Many Vietnamese officials objected furiously to Americans undertaking criminal investigations on their soil, so much so that investigators at times feared for their safety. Consider this report on a State Department attempt to investigate a child's suspicious "abandonment" in a hospital in Can Tho, in the Mekong Delta near Vietnam's southern tip, where the investigator, Chris Brown, was refused entry: "Ominously... the Vietnamese government says we have to give them the exact details in advance ‘in order to avoid problem as occurred in An Giang province on October 10, 2007 and to ensure the safety and smooth coordination for the delegations of the Consulate General traveling outside consular district.' I say ‘ominous' because that certainly could be read as a direct threat."

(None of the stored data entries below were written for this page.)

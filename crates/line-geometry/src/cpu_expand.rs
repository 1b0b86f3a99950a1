//! Host-side expansion of line segments into triangle quads.
//!
//! The cheap baseline: no antialiasing feathering, widths in model units.

use glam::Vec3;

use crate::corners::VERTICES_PER_SEGMENT;
use crate::error::{LineError, Result};
use crate::vertex::{segments, Vertex};

/// Caller-owned, fixed-capacity destination for expanded quads.
///
/// Allocated once and reused every frame; it never grows past `capacity`.
pub struct QuadArena {
    quads: Vec<Vertex>,
    capacity: usize,
}

impl QuadArena {
    pub fn new(capacity: usize) -> Self {
        Self {
            quads: Vec::with_capacity(capacity),
            capacity,
        }
    }

    pub fn capacity(&self) -> usize {
        self.capacity
    }

    pub fn len(&self) -> usize {
        self.quads.len()
    }

    pub fn is_empty(&self) -> bool {
        self.quads.is_empty()
    }

    pub fn as_slice(&self) -> &[Vertex] {
        &self.quads
    }

    pub fn clear(&mut self) {
        self.quads.clear();
    }
}

/// Direction and in-plane normal of a segment, or `None` when it has zero length.
///
/// The normal is a fixed 90° rotation in the XY plane with z carried through,
/// so it is perpendicular to `dir` for segments lying in that plane.
pub fn segment_normal(v0: &Vertex, v1: &Vertex) -> Option<(Vec3, Vec3)> {
    let dir = (v1.position() - v0.position()).try_normalize()?;
    let normal = Vec3::new(-dir.y, dir.x, dir.z);
    Some((dir, normal))
}

/// Expand `lines` (vertex pairs) into 6 vertices per segment inside `arena`.
///
/// Each endpoint is offset by its own half width times `width_scale`.
/// Capacity is checked before anything is written; on overflow the arena is
/// left empty and `CapacityExceeded` is returned. Zero-length segments are
/// skipped.
pub fn expand_lines<'a>(
    lines: &[Vertex],
    arena: &'a mut QuadArena,
    width_scale: f32,
) -> Result<&'a [Vertex]> {
    arena.clear();

    let pairs = segments(lines)?;
    let required = (lines.len() / 2) * VERTICES_PER_SEGMENT as usize;
    if required > arena.capacity {
        return Err(LineError::CapacityExceeded {
            required,
            capacity: arena.capacity,
        });
    }

    for (v0, v1) in pairs {
        let Some((_, normal)) = segment_normal(v0, v1) else {
            log::trace!("Skipping zero-length segment at {:?}", v0.position());
            continue;
        };

        let width_0 = v0.half_width() * width_scale;
        let width_1 = v1.half_width() * width_scale;
        let offset_0 = normal * width_0;
        let offset_1 = normal * width_1;

        let a = Vertex::new(v0.position() + offset_0, width_0, v0.color());
        let b = Vertex::new(v0.position() - offset_0, width_0, v0.color());
        let c = Vertex::new(v1.position() + offset_1, width_1, v1.color());
        let d = Vertex::new(v1.position() - offset_1, width_1, v1.color());

        arena.quads.extend_from_slice(&[a, b, c, b, c, d]);
    }

    Ok(arena.as_slice())
}

#[cfg(test)]
mod tests {
    use super::*;
    use glam::{Vec2, Vec4};

    const EPS: f32 = 1e-5;

    fn line(from: Vec3, to: Vec3, half_width: f32) -> [Vertex; 2] {
        [
            Vertex::new(from, half_width, Vec4::new(0.0, 0.0, 0.0, 1.0)),
            Vertex::new(to, half_width, Vec4::new(0.0, 0.0, 0.0, 1.0)),
        ]
    }

    fn xy(v: &Vertex) -> Vec2 {
        v.position().truncate()
    }

    #[test]
    fn test_horizontal_segment_corners() {
        let lines = line(Vec3::ZERO, Vec3::new(10.0, 0.0, 0.0), 2.0);
        let mut arena = QuadArena::new(64);
        let quads = expand_lines(&lines, &mut arena, 0.01).unwrap();

        assert_eq!(quads.len(), 6);
        let expected = [
            Vec2::new(0.0, 0.02),
            Vec2::new(0.0, -0.02),
            Vec2::new(10.0, 0.02),
            Vec2::new(0.0, -0.02),
            Vec2::new(10.0, 0.02),
            Vec2::new(10.0, -0.02),
        ];
        for (quad, expected) in quads.iter().zip(expected) {
            assert!(xy(quad).abs_diff_eq(expected, EPS), "{:?} != {:?}", xy(quad), expected);
        }
    }

    #[test]
    fn test_normal_is_orthogonal_unit() {
        let cases = [
            (Vec3::ZERO, Vec3::new(1.0, 0.0, 0.0)),
            (Vec3::new(-3.0, 2.0, 0.0), Vec3::new(4.0, -5.0, 0.0)),
            (Vec3::new(0.1, 0.1, 0.0), Vec3::new(0.1, 9.0, 0.0)),
            (Vec3::new(7.2, -2.0, 0.0), Vec3::new(7.6, 2.0, 0.0)),
        ];
        for (from, to) in cases {
            let [v0, v1] = line(from, to, 1.0);
            let (dir, normal) = segment_normal(&v0, &v1).unwrap();
            assert!(dir.dot(normal).abs() < EPS);
            assert!((normal.length() - 1.0).abs() < EPS);
        }
    }

    #[test]
    fn test_quad_area_matches_width_times_length() {
        let from = Vec3::new(-1.0, 2.0, 0.0);
        let to = Vec3::new(3.0, -1.0, 0.0);
        let half_width = 25.0;
        let scale = 0.01;
        let lines = line(from, to, half_width);
        let mut arena = QuadArena::new(64);
        let quads = expand_lines(&lines, &mut arena, scale).unwrap();

        // Perimeter order A, C, D, B
        let polygon = [xy(&quads[0]), xy(&quads[2]), xy(&quads[5]), xy(&quads[1])];
        let mut twice_area = 0.0;
        for i in 0..polygon.len() {
            let p = polygon[i];
            let q = polygon[(i + 1) % polygon.len()];
            twice_area += p.x * q.y - q.x * p.y;
        }
        let area = twice_area.abs() * 0.5;
        let expected = 2.0 * half_width * scale * (to - from).length();
        assert!((area - expected).abs() < 1e-4, "{area} != {expected}");
    }

    #[test]
    fn test_per_endpoint_widths() {
        let lines = [
            Vertex::new(Vec3::ZERO, 1.0, Vec4::ONE),
            Vertex::new(Vec3::new(0.0, 5.0, 0.0), 3.0, Vec4::ONE),
        ];
        let mut arena = QuadArena::new(6);
        let quads = expand_lines(&lines, &mut arena, 1.0).unwrap();

        // Vertical segment: normal points along -x
        assert!((quads[0].position().x + 1.0).abs() < EPS);
        assert!((quads[2].position().x + 3.0).abs() < EPS);
        assert_eq!(quads[2].half_width(), 3.0);
    }

    #[test]
    fn test_capacity_exceeded_writes_nothing() {
        let mut lines = line(Vec3::ZERO, Vec3::X, 1.0).to_vec();
        lines.extend(line(Vec3::Y, Vec3::ONE, 1.0));
        let mut arena = QuadArena::new(11);

        let result = expand_lines(&lines, &mut arena, 1.0);
        assert_eq!(
            result.unwrap_err(),
            LineError::CapacityExceeded {
                required: 12,
                capacity: 11
            }
        );
        assert!(arena.is_empty());
    }

    #[test]
    fn test_exact_fit_is_accepted() {
        let mut lines = line(Vec3::ZERO, Vec3::X, 1.0).to_vec();
        lines.extend(line(Vec3::Y, Vec3::ONE, 1.0));
        let mut arena = QuadArena::new(12);

        assert_eq!(expand_lines(&lines, &mut arena, 1.0).unwrap().len(), 12);
        assert_eq!(arena.capacity(), 12);
    }

    #[test]
    fn test_degenerate_segment_skipped() {
        let mut lines = line(Vec3::ONE, Vec3::ONE, 1.0).to_vec();
        lines.extend(line(Vec3::ZERO, Vec3::X, 1.0));
        let mut arena = QuadArena::new(64);

        let quads = expand_lines(&lines, &mut arena, 1.0).unwrap();
        assert_eq!(quads.len(), 6);
        assert!(quads.iter().all(|v| v.position().is_finite()));
    }

    #[test]
    fn test_arena_reused_between_frames() {
        let lines = line(Vec3::ZERO, Vec3::X, 1.0);
        let mut arena = QuadArena::new(64);

        expand_lines(&lines, &mut arena, 1.0).unwrap();
        expand_lines(&lines, &mut arena, 1.0).unwrap();
        assert_eq!(arena.len(), 6);
    }

    #[test]
    fn test_odd_stream_rejected() {
        let lines = [Vertex::default(); 3];
        let mut arena = QuadArena::new(64);
        assert_eq!(
            expand_lines(&lines, &mut arena, 1.0).unwrap_err(),
            LineError::UnpairedVertex { len: 3 }
        );
    }
}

The documents reveal that Vietnamese officials blocked U.S. embassy investigators from researching orphans' origins in 17 of Vietnam's 63 provinces between 2007 and 2008, often with police or other Vietnamese officials physically blocking the U.S. employees from entering a building or ordering them to leave a province. These investigations were difficult, dangerous, time-consuming -- and worst of all, didn't necessarily stop wrongful adoptions. "Because the decisions of USCIS can be appealed -- ultimately to the federal court system -- denials must be extremely well documented with solid evidence," as one document explained. "Well-documented" means, in practice, that either a birth family has to ask for the child back or someone has to confess to having done something wrong, a highly unlikely occurrence because Vietnamese police themselves were involved in either soliciting or covering up the purchase and sale of children, according to both these documents and USCIS orphan visa appeals denials posted online. And so even when the embassy was all but certain that a child had been fraudulently taken from a birth family -- but did not have evidence strong enough to stand up against the necessary "preponderance of the evidence" standard in court -- it still at times had to allow an American family to bring home that child.